I?ve had 3 Innovate wideband fail for various reasons in the last 4 years. One of them took out a very expensive motor.
Switched to AEM, no problems. The separate sensor ground on the AEM is a huge bonus.

I have found all Innovate products to be made of diarrhea. I had one of their LM-2 dual channel widebands that was supposed to also be an OBD2 reader, and it wouldn't even connect to my wife's 2004 Cavalier, which was one of the simplest VPW protocols available at the time. It would connect to my 2000 Saturn, but while connected the dash would peg all the needles and flash most of the dash bulbs. While connected, the car would not start either.

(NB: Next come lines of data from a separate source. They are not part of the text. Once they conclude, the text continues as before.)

//! Everything a walk needs: the provider groups, the framework being
//! resolved for, the accept-remote predicate, and a per-run memoisation
//! cache (spec §4.3).

use dashmap::DashMap;
use modulus_core::{CompatibilityTable, FrameworkProfile, Version};
use modulus_providers::{Candidate, FrameworkReferenceProvider, GacProvider, LocalStoreProvider, ProjectProvider, RemoteFeedProvider};
use parking_lot::Mutex;
use std::collections::HashMap;
use std::sync::atomic::{AtomicBool, Ordering};
use std::sync::Arc;

/// Which of the three ordered provider groups (spec §4.3) a memoised
/// decision belongs to.
#[derive(Debug, Clone, Copy, PartialEq, Eq, Hash)]
pub enum Group {
    Project,
    Local,
    Remote,
}

/// Collects warnings surfaced during a walk (e.g. a demoted feed failure,
/// spec §5 "ignore-failed-sources") without aborting it.
#[derive(Debug, Default)]
pub struct WarningSink(Mutex<Vec<String>>);

impl WarningSink {
    pub fn push(&self, message: String) {
        tracing::warn!("{message}");
        self.0.lock().push(message);
    }

    #[must_use]
    pub fn drain(&self) -> Vec<String> {
        std::mem::take(&mut self.0.lock())
    }
}

/// Per-run walk context: provider groups, remote-accept policy, lock
/// pinning, and the worker-pool/cancellation knobs from spec §5.
pub struct WalkContext {
    pub project_provider: ProjectProvider,
    pub local_provider: LocalStoreProvider,
    pub framework_provider: FrameworkReferenceProvider,
    pub gac_provider: GacProvider,
    pub remote_providers: Vec<RemoteFeedProvider>,
    /// The framework compatibility relation (spec §3) used to match a
    /// dependency's declared framework against the consumer's framework,
    /// rather than requiring bare equality.
    pub compatibility: CompatibilityTable,
    pub ignore_failed_sources: bool,
    /// When `Some`, the walker is in lock-pinned mode: `accept_predicate`
    /// is always false and each range is pinned to the locked version
    /// (spec §4.3 "Lock-file mode").
    pub pinned: Option<HashMap<String, Version>>,
    pub cancelled: Arc<AtomicBool>,
    pub tokio_handle: tokio::runtime::Handle,
    pub warnings: Arc<WarningSink>,
    pub memo: DashMap<(Group, String, FrameworkProfile), Option<Candidate>>,
}

impl WalkContext {
    /// Whether network providers should be consulted at all in this run:
    /// false unconditionally in lock-pinned mode (spec §4.3).
    #[must_use]
    pub fn accept_remote(&self) -> bool {
        self.pinned.is_none()
    }

    #[must_use]
    pub fn is_cancelled(&self) -> bool {
        self.cancelled.load(Ordering::SeqCst)
    }

    /// Read-through memo cache, keyed by `(provider-group, range-canonical-
    /// form, framework)` so identical sub-ranges are walked once (spec
    /// §4.3).
    pub fn memo_get_or_insert_with<F>(&self, group: Group, range_canonical_form: String, framework: FrameworkProfile, f: F) -> Option<Candidate>
    where
        F: FnOnce() -> Option<Candidate>,
    {
        let key = (group, range_canonical_form, framework);
        if let Some(existing) = self.memo.get(&key) {
            return existing.clone();
        }
        let computed = f();
        self.memo.insert(key, computed.clone());
        computed
    }
}
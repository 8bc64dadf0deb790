//! Random data generators for ad-hoc fuzzing of resolver and lock-file code.

use rand::prelude::*;

/// Generate a random library identifier, `Acme.<Word><n>`.
#[must_use]
pub fn random_library_name() -> String {
    let mut rng = rand::thread_rng();
    let words = ["Core", "Widgets", "Http", "Json", "Collections", "Logging", "Net", "Data", "Utils", "Extensions"];
    let word = words.choose(&mut rng).unwrap();
    format!("Acme.{word}{}", rng.gen_range(1..1000))
}

/// Generate a random four-component version string.
#[must_use]
pub fn random_version_string() -> String {
    let mut rng = rand::thread_rng();
    format!("{}.{}.{}.{}", rng.gen_range(0..20), rng.gen_range(0..50), rng.gen_range(0..100), rng.gen_range(0..10))
}

/// Generate a random release-or-prerelease version string.
#[must_use]
pub fn random_version_string_with_prerelease() -> String {
    let mut rng = rand::thread_rng();
    let base = random_version_string();
    if rng.gen_bool(0.3) {
        let tags = ["alpha", "beta", "rc1", "preview"];
        format!("{base}-{}", tags.choose(&mut rng).unwrap())
    } else {
        base
    }
}

/// Generate a random framework moniker from the common generations.
#[must_use]
pub fn random_framework_moniker() -> String {
    let mut rng = rand::thread_rng();
    ["net6.0", "net7.0", "net8.0", "netstandard2.0", "netstandard2.1"].choose(&mut rng).unwrap().to_string()
}
use thiserror::Error;

#[derive(Debug, Error)]
pub enum FetchError {
    #[error("request to {url} failed: {source}")]
    Request {
        url: String,
        #[source]
        source: reqwest::Error,
    },
    #[error("unrecognised archive format for {name} (tried zip, tar.gz, tar.xz, tar.bz2)")]
    UnknownArchiveFormat { name: String },
    #[error("io error during {context}: {source}")]
    Io {
        context: String,
        #[source]
        source: std::io::Error,
    },
}

pub type Result<T> = std::result::Result<T, FetchError>;
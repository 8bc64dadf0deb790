use thiserror::Error;

#[derive(Debug, Error)]
pub enum ResolverError {
    #[error(transparent)]
    Provider(#[from] modulus_providers::ProviderError),

    #[error("feed {url} failed and --ignore-failed-sources was not set: {source}")]
    FeedFailure {
        url: String,
        #[source]
        source: modulus_providers::ProviderError,
    },

    #[error("walk cancelled")]
    Cancelled,
}

pub type Result<T> = std::result::Result<T, ResolverError>;
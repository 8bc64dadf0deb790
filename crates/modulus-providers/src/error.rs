use thiserror::Error;

#[derive(Debug, Error)]
pub enum ProviderError {
    #[error("manifest read failed for project candidate {name}: {source}")]
    ProjectManifest {
        name: String,
        #[source]
        source: modulus_core::Error,
    },
    #[error("remote feed request to {url} failed: {source}")]
    RemoteFeed {
        url: String,
        #[source]
        source: reqwest::Error,
    },
    #[error("remote feed response from {url} was not valid feed JSON: {source}")]
    RemoteFeedParse {
        url: String,
        #[source]
        source: serde_json::Error,
    },
    #[error("download/extraction failed for {name} {version}: {source}")]
    Fetch {
        name: String,
        version: String,
        #[source]
        source: modulus_fetch::FetchError,
    },

    #[error("materialise called with a token that did not come from this provider")]
    WrongProviderToken,

    #[error("could not join {joined:?} onto feed url {base}")]
    InvalidFeedUrl { base: String, joined: String },
}

pub type Result<T> = std::result::Result<T, ProviderError>;
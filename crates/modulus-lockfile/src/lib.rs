//! The deterministic lock-file format (spec §3/§4.5, C7).

#![warn(clippy::all)]

pub mod atomic;
pub mod canonical;
pub mod error;
pub mod types;
pub mod validate;

pub use atomic::{read, write_atomic, LOCK_FILE_NAME};
pub use canonical::{from_json, to_canonical_json};
pub use error::{LockfileError, Result};
pub use types::{FrameworkKey, LibraryKey, LockFile, LockedLibrary, LOCK_VERSION};
pub use validate::{validate, DriftReason};
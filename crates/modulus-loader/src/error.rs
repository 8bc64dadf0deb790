//! Loader container errors (spec §9 "service-registry... consumers request
//! by tag and receive or fail deterministically").

use thiserror::Error;

#[derive(Debug, Error)]
pub enum LoaderError {
    #[error("no loader registered under key {key:?}")]
    NoLoaderRegistered { key: String },

    #[error("no service registered under key {key:?}")]
    NoServiceRegistered { key: String },

    #[error("service registered under key {key:?} does not have the requested type")]
    ServiceTypeMismatch { key: String },

    #[error("loader {key:?} failed to produce module {assembly_name:?}: {message}")]
    Failed { key: String, assembly_name: String, message: String },
}

pub type Result<T> = std::result::Result<T, LoaderError>;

The channels were nowhere near similar either. The reading would change depending on which channel was being used (swapped sensor connectors), and it needed all sorts of external pullups in order to get a tach signal from a COIL. The Innovate forum at the time, no idea what it's like currently, was nothing but thread after thread of people having problems with their products.
 
After 3 of 4 Innovates failed (2 LC1's and an LC2), I flipped over to an AEM Failsafe which also acts as a boost gauge and I sprung for the Ethanol version as well, just gotta install the sensor. So far, been in for a year, not a single glitch.
 
My first one was the big old OG Innovate LM-1. Still have it, still works, but haven't used it in many years.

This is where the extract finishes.